Alumni Spotlight Haleema Bharoocha, ’18
Posted by Seattle University Alumni Association on Wednesday, October 20, 2021 at 12:00 AM PDT
Heleema Bharoocha, ’18 is on People’s list of 25 Under 25: Women of Color to Watch! She was also recently featured in the Seattle University magazine. She works at Alliance for Girls as Advocacy Director. Seattle University’s GOLD Council is honored to have her as an alumna and to be able to feature her as our Spotlight forfall 2021. We sat down for a Q&A to learn more about Haleema and the work she is doing.
Q: You made the People’s list of 25 Under 25: Women of Color to Watch - big congrats! What are some of the projects or initiatives you are working on that we should be watching?
Haleema: Not One More Girl is a unique youth-driven initiative seeking to address sexual harassment on public transportation on the fifth largest transit system in the country. Together with community partners, artists, cultural strategists and youth leaders, we have made both policy and cultural changes to enhance safety for girls* and gender expansive youth. Some of these changes include tracking sexual harassment occurrences through data collection, offering non-police resources for survivors and a youth friendly campaign calling out sexual harassment. It is quickly becoming a model for other transit agencies in the country. Learn more at Bart.gov/notonemoregirl
*Girls: Gender-expansive youth (cis girls, trans girls, non-binary youth, gender non-conforming youth, gender queer youth and any girl-identified youth).
Q:You are such a well-rounded individual with tremendous skill sets. What motivates you?
Haleema: I really enjoy community engagement work. Building relationships with the community is the core of organizing and advocacy. I love having one-on-ones with people and getting to know their story.
Q: Who is someone you look up to that you feel has helped you better understand the impact you want to have on the world?

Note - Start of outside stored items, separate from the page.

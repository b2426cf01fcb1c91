use clap::{Parser, Subcommand};
use map_compose::config::AppConfig;
use map_compose::legend::build_legend;
use map_compose::overlays::OverlayLayer;
use map_compose::types::OverlayId;
use map_compose::{HttpFetcher, MapCompositionController, SceneRenderer};
use std::path::{Path, PathBuf};
use tracing::info;

#[derive(Parser)]
#[command(author, version, about, long_about = None)]
struct Cli {
    #[command(subcommand)]
    command: Commands,
}

#[derive(Subcommand)]
enum Commands {
    /// Load every overlay and write the composed map scene as JSON
    Compose {
        #[arg(short, long, value_name = "FILE")]
        config: Option<PathBuf>,
        #[arg(short, long, value_name = "FILE")]
        output: Option<PathBuf>,
    },
    /// Print the choropleth legend markup
    Legend {
        #[arg(short, long, value_name = "FILE")]
        config: Option<PathBuf>,
    },
}

fn load_config(path: Option<&Path>) -> anyhow::Result<AppConfig> {
    match path {
        Some(path) => AppConfig::load_from_file(path),
        None => Ok(AppConfig::default()),
    }
}

#[tokio::main(flavor = "current_thread")]
async fn main() -> anyhow::Result<()> {
    tracing_subscriber::fmt::init();

    let cli = Cli::parse();

    match &cli.command {
        Commands::Compose { config, output } => {
            let app_config = load_config(config.as_deref())?;
            let output = output
                .clone()
                .unwrap_or_else(|| app_config.output.scene_path.clone());
            let zoom = app_config.map.zoom;

            let mut controller =
                MapCompositionController::new(app_config, SceneRenderer::new());
            let report = controller.initialize(&HttpFetcher::default()).await?;
            info!(loaded = ?report.loaded, failed = ?report.failed, "composition complete");

            if let Some(OverlayLayer::Markers(markers)) = controller.overlay(OverlayId::Markers) {
                let clusters = markers.clusters_at(zoom);
                info!(markers = markers.markers.len(), clusters = clusters.len(), zoom, "marker clusters");
            }

            controller.into_renderer().into_scene().write_to(&output)?;
        }
        Commands::Legend { config } => {
            let app_config = load_config(config.as_deref())?;
            let legend = build_legend(&app_config.legend)?;
            println!("{}", legend.to_html());
        }
    }

    Ok(())
}
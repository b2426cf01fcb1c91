use serde::{Deserialize, Serialize};
use std::fmt;

/// A CSS color token as handed to the renderer ("#800026", "grey", ...).
#[derive(Debug, Clone, PartialEq, Eq, Hash, Serialize, Deserialize)]
#[serde(transparent)]
pub struct Color(String);

impl Color {
    pub fn new(token: impl Into<String>) -> Self {
        Color(token.into())
    }

    pub fn as_str(&self) -> &str {
        &self.0
    }
}

impl From<&str> for Color {
    fn from(token: &str) -> Self {
        Color::new(token)
    }
}

impl fmt::Display for Color {
    fn fmt(&self, f: &mut fmt::Formatter<'_>) -> fmt::Result {
        f.write_str(&self.0)
    }
}

#[derive(Debug, Clone, Copy, PartialEq, Serialize, Deserialize)]
pub struct LatLng {
    pub lat: f64,
    pub lng: f64,
}

impl LatLng {
    pub fn new(lat: f64, lng: f64) -> Self {
        Self { lat, lng }
    }
}

#[derive(Debug, Clone, Copy, PartialEq, Serialize, Deserialize)]
pub struct Bounds {
    pub south_west: LatLng,
    pub north_east: LatLng,
}

/// Full path style of a polygon or circle marker.
#[derive(Debug, Clone, PartialEq, Serialize, Deserialize)]
pub struct PathStyle {
    pub fill_color: Color,
    pub fill_opacity: f64,
    pub weight: f64,
    pub opacity: f64,
    pub color: Color,
}

/// Partial style applied on top of a [`PathStyle`] (hover highlight).
#[derive(Debug, Clone, Default, PartialEq, Serialize, Deserialize)]
#[serde(default)]
pub struct StyleOverride {
    pub weight: Option<f64>,
    pub color: Option<Color>,
    pub fill_opacity: Option<f64>,
}

impl PathStyle {
    pub fn apply(&self, patch: &StyleOverride) -> PathStyle {
        PathStyle {
            fill_color: self.fill_color.clone(),
            fill_opacity: patch.fill_opacity.unwrap_or(self.fill_opacity),
            weight: patch.weight.unwrap_or(self.weight),
            opacity: self.opacity,
            color: patch.color.clone().unwrap_or_else(|| self.color.clone()),
        }
    }
}

#[derive(Debug, Clone, Copy, PartialEq, Eq, Serialize, Deserialize)]
#[serde(rename_all = "lowercase")]
pub enum ControlPosition {
    TopLeft,
    TopRight,
    BottomLeft,
    BottomRight,
}

/// Identity of each overlay the controller manages. Event bindings match on
/// this, never on the display label.
#[derive(Debug, Clone, Copy, PartialEq, Eq, PartialOrd, Ord, Hash, Serialize, Deserialize)]
#[serde(rename_all = "lowercase")]
pub enum OverlayId {
    Districts,
    Choropleth,
    Heatmap,
    Markers,
}

impl OverlayId {
    /// Layer-control order.
    pub const ALL: [OverlayId; 4] = [
        OverlayId::Districts,
        OverlayId::Choropleth,
        OverlayId::Heatmap,
        OverlayId::Markers,
    ];
}

impl fmt::Display for OverlayId {
    fn fmt(&self, f: &mut fmt::Formatter<'_>) -> fmt::Result {
        let name = match self {
            OverlayId::Districts => "districts",
            OverlayId::Choropleth => "choropleth",
            OverlayId::Heatmap => "heatmap",
            OverlayId::Markers => "markers",
        };
        f.write_str(name)
    }
}

/// Lifecycle of one overlay: `Unloaded -> Loading -> {Ready | Failed}`, then
/// `Ready -> Visible <-> Hidden`. `Failed` is terminal.
#[derive(Debug, Clone, Copy, PartialEq, Eq, Serialize, Deserialize)]
#[serde(rename_all = "lowercase")]
pub enum OverlayState {
    Unloaded,
    Loading,
    Ready,
    Failed,
    Visible,
    Hidden,
}

impl OverlayState {
    pub fn is_loaded(self) -> bool {
        matches!(self, OverlayState::Ready | OverlayState::Visible | OverlayState::Hidden)
    }
}

/// Rendering engine of the host page. Legacy engines cannot raise a hovered
/// path to the front without breaking its event handling.
#[derive(Debug, Clone, Copy, Default, PartialEq, Eq, Serialize, Deserialize)]
#[serde(rename_all = "kebab-case")]
pub enum BrowserEngine {
    #[default]
    Modern,
    InternetExplorer,
    Opera,
    LegacyEdge,
}

impl BrowserEngine {
    pub fn supports_bring_to_front(self) -> bool {
        matches!(self, BrowserEngine::Modern)
    }
}

#[cfg(test)]
mod tests {
    use super::*;

    #[test]
    fn override_keeps_unset_fields() {
        let base = PathStyle {
            fill_color: "#FEB24C".into(),
            fill_opacity: 0.7,
            weight: 1.0,
            opacity: 1.0,
            color: "white".into(),
        };
        let patch = StyleOverride {
            weight: Some(3.0),
            color: Some("#666".into()),
            fill_opacity: None,
        };
        let highlighted = base.apply(&patch);
        assert_eq!(highlighted.weight, 3.0);
        assert_eq!(highlighted.color.as_str(), "#666");
        assert_eq!(highlighted.fill_opacity, 0.7);
        assert_eq!(highlighted.fill_color, base.fill_color);
    }

    #[test]
    fn only_modern_engine_raises_to_front() {
        assert!(BrowserEngine::Modern.supports_bring_to_front());
        assert!(!BrowserEngine::InternetExplorer.supports_bring_to_front());
        assert!(!BrowserEngine::Opera.supports_bring_to_front());
        assert!(!BrowserEngine::LegacyEdge.supports_bring_to_front());
    }
}
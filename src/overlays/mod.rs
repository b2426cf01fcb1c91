//! Overlay builders: each turns one loaded [`Dataset`](crate::data::Dataset)
//! into a renderable layer.

pub mod choropleth;
pub mod districts;
pub mod heatmap;
pub mod markers;

pub use choropleth::{ChoroplethOverlay, FeatureAction, FeatureEvent};
pub use districts::DistrictsOverlay;
pub use heatmap::{HeatPoint, HeatmapOptions, HeatmapOverlay};
pub use markers::{Cluster, Marker, MarkerClusterOverlay};

use crate::types::{Bounds, LatLng, OverlayId, PathStyle};
use geo::BoundingRect;
use serde::Serialize;
use serde_json::Value;

#[derive(Debug, Clone, Serialize)]
#[serde(tag = "kind", rename_all = "lowercase")]
pub enum OverlayLayer {
    Districts(DistrictsOverlay),
    Choropleth(ChoroplethOverlay),
    Heatmap(HeatmapOverlay),
    Markers(MarkerClusterOverlay),
}

impl OverlayLayer {
    pub fn id(&self) -> OverlayId {
        match self {
            OverlayLayer::Districts(_) => OverlayId::Districts,
            OverlayLayer::Choropleth(_) => OverlayId::Choropleth,
            OverlayLayer::Heatmap(_) => OverlayId::Heatmap,
            OverlayLayer::Markers(_) => OverlayId::Markers,
        }
    }

    /// Rendered features, heat samples or markers.
    pub fn len(&self) -> usize {
        match self {
            OverlayLayer::Districts(o) => o.features.len(),
            OverlayLayer::Choropleth(o) => o.features.len(),
            OverlayLayer::Heatmap(o) => o.points.len(),
            OverlayLayer::Markers(o) => o.markers.len(),
        }
    }

    pub fn is_empty(&self) -> bool {
        self.len() == 0
    }
}

/// A polygon feature with its resolved style and popup.
#[derive(Debug, Clone, Serialize)]
pub struct StyledFeature {
    pub geometry: geojson::Geometry,
    pub style: PathStyle,
    pub popup: Option<String>,
    pub bounds: Option<Bounds>,
}

pub(crate) fn geometry_bounds(geometry: &geojson::Geometry) -> Option<Bounds> {
    let geom: geo::Geometry<f64> = geometry.value.clone().try_into().ok()?;
    let rect = geom.bounding_rect()?;
    Some(Bounds {
        south_west: LatLng::new(rect.min().y, rect.min().x),
        north_east: LatLng::new(rect.max().y, rect.max().x),
    })
}

/// GeoJSON positions are `[lng, lat]`.
pub(crate) fn point_position(geometry: &geojson::Geometry) -> Option<LatLng> {
    match &geometry.value {
        geojson::Value::Point(coords) if coords.len() >= 2 => Some(LatLng::new(coords[1], coords[0])),
        _ => None,
    }
}

/// Popup text for a property value. Null and empty strings count as absent.
pub(crate) fn display_value(value: Option<&Value>) -> Option<String> {
    match value? {
        Value::Null => None,
        Value::String(s) if s.is_empty() => None,
        Value::String(s) => Some(escape_html(s)),
        Value::Number(n) => Some(n.to_string()),
        other => Some(escape_html(&other.to_string())),
    }
}

pub(crate) fn escape_html(text: &str) -> String {
    let mut out = String::with_capacity(text.len());
    for c in text.chars() {
        match c {
            '&' => out.push_str("&amp;"),
            '<' => out.push_str("&lt;"),
            '>' => out.push_str("&gt;"),
            '"' => out.push_str("&quot;"),
            '\'' => out.push_str("&#39;"),
            _ => out.push(c),
        }
    }
    out
}
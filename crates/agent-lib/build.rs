//! Build script for generating protobuf code
//!
//! Code generation only runs with the `proto-gen` feature; otherwise the
//! message types bundled in `src/proto` are used.

use std::path::PathBuf;
use std::process::Command;

const PROTOS: &[&str] = &[
    "../../proto/runtime/v1/api.proto",
    "../../proto/relay/v1/relay.proto",
];

fn main() -> Result<(), Box<dyn std::error::Error>> {
    for proto in PROTOS {
        println!("cargo:rerun-if-changed={proto}");
    }

    if std::env::var_os("CARGO_FEATURE_PROTO_GEN").is_none() {
        return Ok(());
    }

    // Check if protoc is available
    let protoc_available =
        std::env::var("PROTOC").is_ok() || Command::new("protoc").arg("--version").output().is_ok();

    if !protoc_available {
        println!("cargo:warning=protoc not found, proto-gen feature requires protoc");
        println!("cargo:warning=Install protoc or set PROTOC env var to generate proto code");
        return Ok(());
    }

    let out_dir = PathBuf::from(std::env::var("OUT_DIR")?);

    tonic_build::configure()
        .build_server(false) // Agent only needs clients
        .build_client(true)
        .out_dir(&out_dir)
        .compile(PROTOS, &["../../proto"])?;

    Ok(())
}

Haleema: I look to my mom who has always shown compassion and care even in the face of injustice and violence. As a youth growing up post 9/11, I saw her face many hate-based Islamophobic incidents and she always remained calm and did not allow these to ever take away from her own empathy for others. She has taught me how to ground myself in community care and to stay true to my values even during turbulent times.
Q:Alliance for Girls is a spectacular organization - I am sure you have many visions for it. Is there one you would like to share with the GOLD audience?
Haleema: Alliance for Girls is the nation’s largest association of girl-serving organizations with 180 members in the Bay Area that serve 300,000 girls and gender expansive youth annually. Our network brings together a critical sector of organization that serve our most impacted youth; they are a lifeline to many girls and gender expansive youth. We facilitate collective advocacy to meet the expressed needs of girls and gender expansive youth, coordinate youth led research on girls’ needs, host trainings on promising practices and organize members meetings and conferences to foster collaboration. In my biggest visions, an Alliance for Girls would exist in every state and country in the world. Our alliance model supports many girls’ organizations and brings together girls champions who often have shared goals.
Q: How has COVID-19 positively and/or negatively impacted you and what you've been working hard to build?
Haleema: COVID19 has hit all of our communities hard. One of the things it spurred was the urgency for gender equity action as the pandemic exacerbated pre-existing gender-based issues such as domestic violence and economic security. I began working with Bay Area advocates to propose solutions to close the widening gaps. We advocated to address things such as period poverty and financial support for young moms. The pandemic will have long term effects, especially on communities already impacted by preexisting inequities. As we reopen and talk about recovery, I’ll be pushing for gender equity to be at the core of these policies.
Q: What is your fondest memory of SeattleU? Did you have a favorite professor or class?
Haleema: One of my fondest memories at Seattle University is organizing to start the gender justice center with fellow students and with support from the administration. It was an incredible experience that set a strong foundation for my career today. I also really enjoyed my sociology classes which gave me the tools and language to understand systems of oppression as well as dream about utopian futures.
Q:Is there a country that you have been to and you love? Or is there a place in the world that you hope to go to one day and why?
Haleema: I love Turkey and it’s a place I hope to visit again. The people, food, art and culture filled me with joy. I loved the fresh pomegranate juice vendors that line the streets and beautiful architecture there. The people were very welcoming and kind as well.